This article was published on August 13, 2014

The guide to choosing the right platform for your online community


The guide to choosing the right platform for your online community

Maria Ogneva is the Head of Community at Sidecar. This post originally appeared on the CMX Hub.


Choosing an online community platform is one of the biggest challenges for a community builder. While an online platform does not equate to a community, when done well, online community platforms are incredibly effective at organizing, amplifying, guiding and scaling a community strategy.

The big problem with platform selection is that the process is time-consuming and characterized by a wide breadth of offerings, lack of standards and a ton of misinformation.

I recently selected the Sidecar online community platform, and I wanted to share the experience in order to guide others through the process.

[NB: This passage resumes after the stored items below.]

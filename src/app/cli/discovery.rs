use clap::{Args, Subcommand};

use super::print_result;
use crate::app::AppContext;
use crate::app::commands::discovery::{discover_clusters, nslookup};
use crate::domain::{AppError, Endpoint};

fn parse_endpoints(raw: &[String]) -> Result<Vec<Endpoint>, AppError> {
    raw.iter().map(|e| e.parse()).collect()
}

#[derive(Subcommand)]
pub enum DiscoverCommands {
    /// Discover clusters through name service endpoints and add connections for them
    Clusters {
        /// Name service endpoints as host:port, defaulting to localhost:7574
        endpoints: Vec<String>,
        /// Skip endpoints that cannot be contacted
        #[arg(long)]
        ignore: bool,
    },
}

impl DiscoverCommands {
    pub fn run(self, ctx: &mut AppContext, yes: bool) -> Result<(), AppError> {
        let DiscoverCommands::Clusters { endpoints, ignore } = self;
        let endpoints = parse_endpoints(&endpoints)?;
        print_result(discover_clusters(ctx, &endpoints, ignore, yes)?)
    }
}

#[derive(Args)]
pub struct NslookupArgs {
    /// Name service endpoints as host:port, defaulting to localhost:7574
    endpoints: Vec<String>,
    /// Query to issue, defaulting to Cluster/name
    #[arg(short = 'q', long)]
    query: Option<String>,
    /// Skip endpoints that cannot be contacted
    #[arg(long)]
    ignore: bool,
}

impl NslookupArgs {
    pub fn run(self, ctx: &mut AppContext) -> Result<(), AppError> {
        let endpoints = parse_endpoints(&self.endpoints)?;
        print_result(nslookup(ctx, &endpoints, self.query.as_deref(), self.ignore)?)
    }
}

Lean community and starting small

group community

While thinking big and into the future is important, look for a way to test the community concept before you get into vendor selection. Start small (perhaps with a free platform or a mailing list) and test your assumptions before you charge ahead with launching a big, expensive platform.

For us, the lean community experiment happened on Facebook. We tested and observed how members interacted for about a year in secret Facebook groups.

We saw, time and time again, our members wanted to find and share with each other. Knowing our community’s motivations made the platform search process easier, as I could place each product demo in the context of our existing community. If you don’t have strong hypotheses for how your community will interact on your platform, the salespeople from platform vendors will fill in the blanks for you. And that is not a safe bet.

Once you are ready to select and implement the platform, you should still take a lean approach. Get something out quickly, learn how people are using it, and then iterate after you have actual usage data.

Behaviors, not features

After you’ve validated your community concept, get clear about your goals. Instead of feature lists, focus on the kinds of behaviors you want to establish instead.1

Sidecar is the marketplace for people to give and get rides from their mobile phone. Our job is to build a community of grassroots action and mutual trust. We especially focus on drivers coming together to share, learn, perfect their skills, and for us to engage in open and honest dialogue with the driver community. Our platform should enable all of that to happen easily.

Go ahead and establish a few of the non-negotiable characteristics of your community. Here were ours.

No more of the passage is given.